Then, on Tuesday night, Scott Olsen, an Iraq war veteran, was seriously
injured after apparently being hit in the head by a police projectile.
(The San Francisco Chronicle reports this morning that
Olsen has been upgraded to fair condition.) Soon images of the bleeding
Olsen flew around the Internet and this Tweet went up from
#OccupyWallStreet: #occupyoakland=New Kent State. The comparison with
the 1970 shooting of students at that Ohio university by National Guard
troops—which left four students dead—seemed to draw mostly derision (“Not even close. No one is dead.”) and caution (“Let’s hope we never EVER get to that again.”).
Two
weeks before the Oakland mayhem, though, MSNBC analyst and ad executive
Donnie Deutsch made a direct reference to Kent State in explaining why
he thought the movement needed “a climax moment of class warfare.” And some right-wing critics of
OWS have been happy to point to any violence and to link it to with the
chaos of the Vietnam era — especially after President Obama said he understood the protesters’ frustration:
The
most important thing we can do right now is those of us in leadership
letting people know that we understand their struggles and we are on
their side, and that we want to set up a system in which hard work,
responsibility, doing what you’re supposed to do, is rewarded,” Obama
said. “And that people who are irresponsible, who are reckless, who
don’t feel a sense of obligation to their communities and their
companies and their workers that those folks aren’t rewarded.

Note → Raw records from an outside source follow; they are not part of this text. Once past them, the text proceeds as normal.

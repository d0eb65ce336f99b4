use crate::config::paths::{PathError, Paths};
use crate::config::schema::LoggingConfig;
use std::fs::File;
use std::io::{self, Write};
use std::path::PathBuf;
use std::str::FromStr;
use std::sync::Arc;
use tracing::Level;
use tracing_subscriber::fmt::MakeWriter;
use tracing_subscriber::layer::{Layered, SubscriberExt};
use tracing_subscriber::util::SubscriberInitExt;
use tracing_subscriber::{EnvFilter, Layer, Registry};

const LOG_FILE_NAME: &str = "endpoint-status.log";

type BoxedLayer<S> = Box<dyn Layer<S> + Send + Sync + 'static>;
type FilteredRegistry = Layered<EnvFilter, Registry>;
type StderrLayered = Layered<Option<BoxedLayer<FilteredRegistry>>, FilteredRegistry>;

#[derive(Debug, Clone)]
pub struct TracingConfig {
    pub level: Level,
    pub log_to_file: bool,
    pub log_to_stderr: bool,
    pub json_format: bool,
}

impl Default for TracingConfig {
    fn default() -> Self {
        Self {
            level: Level::INFO,
            log_to_file: false,
            log_to_stderr: true,
            json_format: false,
        }
    }
}

impl TracingConfig {
    /// Unknown level names fall back to `info`.
    pub fn from_logging(logging: &LoggingConfig) -> Self {
        let level = Level::from_str(logging.level.trim()).unwrap_or(Level::INFO);
        Self {
            level,
            log_to_file: logging.file,
            json_format: logging.json,
            ..Self::default()
        }
    }
}

#[derive(Debug, thiserror::Error)]
pub enum TracingError {
    #[error("Failed to initialize state directory: {0}")]
    StateDir(#[from] PathError),

    #[error("Failed to open log file {path}: {source}")]
    LogFileOpen { path: PathBuf, source: io::Error },
}

#[derive(Debug)]
pub struct TracingGuard {
    _default_guard: tracing::subscriber::DefaultGuard,
    log_file: Option<Arc<File>>,
}

impl Drop for TracingGuard {
    fn drop(&mut self) {
        if let Some(file) = &self.log_file {
            let _ = (&**file).flush();
        }
    }
}

/// Installs a subscriber for the current thread until the guard is dropped.
pub fn init_tracing(config: &TracingConfig) -> Result<TracingGuard, TracingError> {
    let env_filter = resolve_env_filter(config);

    let log_file = if config.log_to_file {
        let path = Paths::ensure_state_dir()?.join(LOG_FILE_NAME);
        let file = File::options()
            .create(true)
            .append(true)
            .open(&path)
            .map_err(|source| TracingError::LogFileOpen { path, source })?;
        Some(Arc::new(file))
    } else {
        None
    };

    let stderr_layer: Option<BoxedLayer<FilteredRegistry>> = config
        .log_to_stderr
        .then(|| fmt_layer(std::io::stderr, config.json_format));
    let file_layer: Option<BoxedLayer<StderrLayered>> = log_file
        .as_ref()
        .map(|file| fmt_layer(Arc::clone(file), config.json_format));

    let default_guard = tracing_subscriber::registry()
        .with(env_filter)
        .with(stderr_layer)
        .with(file_layer)
        .set_default();

    Ok(TracingGuard {
        _default_guard: default_guard,
        log_file,
    })
}

fn fmt_layer<S, W>(writer: W, json: bool) -> BoxedLayer<S>
where
    S: tracing::Subscriber + for<'span> tracing_subscriber::registry::LookupSpan<'span>,
    W: for<'w> MakeWriter<'w> + Send + Sync + 'static,
{
    let layer = tracing_subscriber::fmt::layer()
        .with_writer(writer)
        .with_target(true)
        .with_level(true)
        .with_timer(tracing_subscriber::fmt::time::SystemTime);
    if json {
        layer.json().boxed()
    } else {
        layer.boxed()
    }
}

fn resolve_env_filter(config: &TracingConfig) -> EnvFilter {
    if config.level == Level::DEBUG || config.level == Level::TRACE {
        EnvFilter::new(config.level.as_str())
    } else {
        EnvFilter::try_from_default_env().unwrap_or_else(|_| EnvFilter::new(config.level.as_str()))
    }
}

The larger struggle is to make the protests more or less sympathetic to mainstream America. Supporters point to polls showing widespread agreement with the movement’s views on the income gap, while critics hammer home images of sleaze: the Boston couple arrested for dealing heroin in an Occupy encampment, and the photo of a man defecating on a police car.
Little
wonder that Republicans would be happy to see Obama tied closely to the
protests. They recall what happened in 1968 when student protests threw
the Democratic National Convention into chaos (photo above). That
spawned the radical theater of the Chicago Seven trial, with Abbie
Hoffman, Jerry Rubin, and Bobby Seale squaring off against the unbending
force of Judge Julius Hoffman. As all of this played out on national
television, many in Middle America were left with the impression of a
nation—under a Democratic President—in disarray. Just more than two
months later, Richard Nixon was elected president.
It’s
too early to tell how OWS will evolve and whether it will have much of
an impact on the 2012 election. There are potential dangers ahead for
all sides. For opponents of OWS, as one commenter points out below, more
violent crackdowns on protesters may just add to their support. For
Democrats, Doug Schoen, a former strategist for Bill Clinton, points out that
“the vast majority of Americans are centrists. While they may share
some of the sentiments that some of the Wall Street protesters express,
they don’t believe in radical redistribution of income.” And for
protesters, Atlantic blogger Megan McArdle, as part of a post that
questioned the need for the Oakland police raid, aptly framed the risks from the actions of a few:
If
you want to ensure that every Occupy protest gets broken up by
overwhelming force, while the rest of America applauds the forces of law
and order, just try really hurting a few law enforcement
professionals.”
You can follow Dan Beucke’s astute observations right here.
One
other reason why we just can’t afford to jump the shark when it comes
to the events of the day is the revelation that the man the OWS movement
had offered up as it’s poster boy - an Iraq war veteran - also owns and
operates a web site that berates the United States Marine Corps. I
doubt strongly the OWS folks really want this man as its spokesman; it’s
martyr or its “Kent State Moment”, but they - and much of the
sympathizing media - jumped all over this story without vetting their
star player.
And now, on top of all that...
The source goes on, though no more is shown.